*** MATERIAL FOR THIS EXERCISE ***
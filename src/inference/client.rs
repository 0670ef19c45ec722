//! OpenAI-compatible chat completion client.
//!
//! Every supported provider exposes an OpenAI-compatible endpoint, so one
//! non-streaming client covers them all. Only the default base URL and
//! whether an API key is mandatory differ per provider.

use std::time::Duration;

use async_trait::async_trait;
use reqwest::Client as HttpClient;
use serde::Deserialize;
use uuid::Uuid;

use super::errors::InferenceError;
use super::provider::{LlmProvider, ProviderKind};
use super::types::{
    ChatCompletionRequest, ChatMessage, Generation, GenerateOptions, ToolCall, ToolDefinition,
};
use crate::config::LlmConfig;

/// TCP connection timeout.
const CONNECT_TIMEOUT: Duration = Duration::from_secs(5);

// ─── OpenAiCompatibleClient ─────────────────────────────────────────────────

/// Non-streaming client for `POST {base_url}/chat/completions`.
pub struct OpenAiCompatibleClient {
    http: HttpClient,
    base_url: String,
    model: String,
    api_key: Option<String>,
    timeout: Duration,
}

impl OpenAiCompatibleClient {
    /// Create a client. Does NOT check connectivity.
    pub fn new(kind: ProviderKind, config: &LlmConfig) -> Result<Self, InferenceError> {
        let api_key = Some(config.api_key.trim().to_string()).filter(|k| !k.is_empty());
        if kind.requires_api_key() && api_key.is_none() {
            return Err(InferenceError::ConfigError {
                reason: format!("API key is required for provider '{}'", kind.as_str()),
            });
        }

        let base_url = config
            .base_url
            .as_deref()
            .filter(|u| !u.is_empty())
            .unwrap_or(kind.default_base_url())
            .trim_end_matches('/')
            .to_string();

        let timeout = Duration::from_secs(config.timeout_secs.max(1));
        let http = HttpClient::builder()
            .connect_timeout(CONNECT_TIMEOUT)
            .timeout(timeout)
            .build()
            .map_err(|e| InferenceError::ConnectionFailed {
                endpoint: base_url.clone(),
                reason: format!("failed to build HTTP client: {e}"),
            })?;

        Ok(Self {
            http,
            base_url,
            model: config.model.clone(),
            api_key,
            timeout,
        })
    }

    pub fn base_url(&self) -> &str {
        &self.base_url
    }
}

#[async_trait]
impl LlmProvider for OpenAiCompatibleClient {
    fn model_name(&self) -> &str {
        &self.model
    }

    async fn generate(
        &self,
        messages: &[ChatMessage],
        tools: Option<&[ToolDefinition]>,
        options: &GenerateOptions,
    ) -> Result<Generation, InferenceError> {
        let url = format!("{}/chat/completions", self.base_url);
        let tools = tools.filter(|t| !t.is_empty()).map(<[ToolDefinition]>::to_vec);

        let body = ChatCompletionRequest {
            model: self.model.clone(),
            messages: messages.to_vec(),
            tool_choice: tools.as_ref().map(|_| "auto".to_string()),
            tools,
            temperature: options.temperature,
            max_tokens: options.max_tokens,
            stream: false,
        };

        tracing::debug!(
            url = %url,
            model = %body.model,
            message_count = body.messages.len(),
            tool_count = body.tools.as_ref().map(|t| t.len()).unwrap_or(0),
            "=== LLM REQUEST ==="
        );

        let mut request = self.http.post(&url).json(&body);
        if let Some(ref key) = self.api_key {
            request = request.bearer_auth(key);
        }

        let response = request.send().await.map_err(|e| {
            if e.is_timeout() {
                InferenceError::Timeout {
                    duration_secs: self.timeout.as_secs(),
                }
            } else {
                InferenceError::ConnectionFailed {
                    endpoint: url.clone(),
                    reason: e.to_string(),
                }
            }
        })?;

        let status = response.status();
        if !status.is_success() {
            let body_text = response.text().await.unwrap_or_default();
            return Err(InferenceError::HttpError {
                status: status.as_u16(),
                body: body_text,
            });
        }

        let body_text = response
            .text()
            .await
            .map_err(|e| InferenceError::ResponseError {
                reason: format!("failed to read response body: {e}"),
            })?;

        parse_chat_response(&body_text)
    }
}

// ─── Response Parsing ───────────────────────────────────────────────────────

#[derive(Deserialize)]
struct CompletionResponse {
    choices: Vec<CompletionChoice>,
}

#[derive(Deserialize)]
struct CompletionChoice {
    message: CompletionMessage,
}

#[derive(Deserialize)]
struct CompletionMessage {
    content: Option<String>,
    tool_calls: Option<Vec<CompletionToolCall>>,
}

#[derive(Deserialize)]
struct CompletionToolCall {
    id: Option<String>,
    function: CompletionFunction,
}

#[derive(Deserialize)]
struct CompletionFunction {
    name: String,
    arguments: String,
}

/// Parse a non-streaming chat completion body.
///
/// Only the first tool call is honored; the agent executes one tool per round.
pub fn parse_chat_response(body: &str) -> Result<Generation, InferenceError> {
    let resp: CompletionResponse =
        serde_json::from_str(body).map_err(|e| InferenceError::ResponseError {
            reason: format!("failed to parse chat completion: {e}"),
        })?;

    let choice = resp
        .choices
        .into_iter()
        .next()
        .ok_or(InferenceError::ResponseError {
            reason: "empty choices array".into(),
        })?;

    let mut calls = choice.message.tool_calls.unwrap_or_default();
    if !calls.is_empty() {
        if calls.len() > 1 {
            tracing::warn!(
                count = calls.len(),
                "model returned several tool calls, executing the first"
            );
        }
        let tc = calls.swap_remove(0);
        let raw = tc.function.arguments;
        let arguments = if raw.trim().is_empty() {
            serde_json::Value::Object(serde_json::Map::new())
        } else {
            serde_json::from_str(&raw).map_err(|e| InferenceError::ToolCallParseError {
                raw_response: raw.clone(),
                reason: format!("invalid JSON: {e}"),
            })?
        };
        return Ok(Generation::ToolCall(ToolCall {
            id: tc.id.unwrap_or_else(|| format!("call_{}", Uuid::new_v4())),
            name: tc.function.name,
            arguments,
        }));
    }

    Ok(Generation::Text(choice.message.content.unwrap_or_default()))
}

// ─── Tests ───────────────────────────────────────────────────────────────────

#[cfg(test)]
mod tests {
    use super::*;

    fn config(provider: &str, key: &str) -> LlmConfig {
        LlmConfig {
            provider: provider.into(),
            api_key: key.into(),
            ..LlmConfig::default()
        }
    }

    #[test]
    fn test_missing_api_key_rejected() {
        let result = OpenAiCompatibleClient::new(ProviderKind::OpenAi, &config("openai", "  "));
        assert!(matches!(result, Err(InferenceError::ConfigError { .. })));
    }

    #[test]
    fn test_default_base_url_and_trailing_slash() {
        let client =
            OpenAiCompatibleClient::new(ProviderKind::Ollama, &config("ollama", "")).unwrap();
        assert_eq!(client.base_url(), "http://localhost:11434/v1");

        let mut cfg = config("local", "");
        cfg.base_url = Some("http://127.0.0.1:9000/v1/".into());
        let client = OpenAiCompatibleClient::new(ProviderKind::Local, &cfg).unwrap();
        assert_eq!(client.base_url(), "http://127.0.0.1:9000/v1");
    }

    #[test]
    fn test_parse_text_response() {
        let body = r#"{"choices":[{"message":{"role":"assistant","content":"42 keys"},"finish_reason":"stop"}]}"#;
        assert_eq!(
            parse_chat_response(body).unwrap(),
            Generation::Text("42 keys".into())
        );
    }

    #[test]
    fn test_parse_tool_call_response() {
        let body = r#"{"choices":[{"message":{"role":"assistant","content":null,
            "tool_calls":[{"id":"call_9","type":"function",
            "function":{"name":"get_value_by_key","arguments":"{\"key\":\"user:1\"}"}}]}}]}"#;
        match parse_chat_response(body).unwrap() {
            Generation::ToolCall(call) => {
                assert_eq!(call.id, "call_9");
                assert_eq!(call.name, "get_value_by_key");
                assert_eq!(call.arguments["key"], "user:1");
            }
            other => panic!("expected tool call, got {other:?}"),
        }
    }

    #[test]
    fn test_parse_tool_call_empty_arguments_and_missing_id() {
        let body = r#"{"choices":[{"message":{"tool_calls":[
            {"function":{"name":"get_database_stats","arguments":""}}]}}]}"#;
        match parse_chat_response(body).unwrap() {
            Generation::ToolCall(call) => {
                assert!(call.id.starts_with("call_"));
                assert!(call.arguments.as_object().unwrap().is_empty());
            }
            other => panic!("expected tool call, got {other:?}"),
        }
    }

    #[test]
    fn test_parse_malformed_arguments() {
        let body = r#"{"choices":[{"message":{"tool_calls":[
            {"id":"c","function":{"name":"put_value","arguments":"{key: 1"}}]}}]}"#;
        assert!(matches!(
            parse_chat_response(body),
            Err(InferenceError::ToolCallParseError { .. })
        ));
    }

    #[test]
    fn test_parse_empty_choices() {
        assert!(matches!(
            parse_chat_response(r#"{"choices":[]}"#),
            Err(InferenceError::ResponseError { .. })
        ));
    }
}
*** End of MATERIAL FOR THIS EXERCISE ***
Your answer should consist of every line from the entries that holds "Uuid".

use uuid::Uuid;
            id: tc.id.unwrap_or_else(|| format!("call_{}", Uuid::new_v4())),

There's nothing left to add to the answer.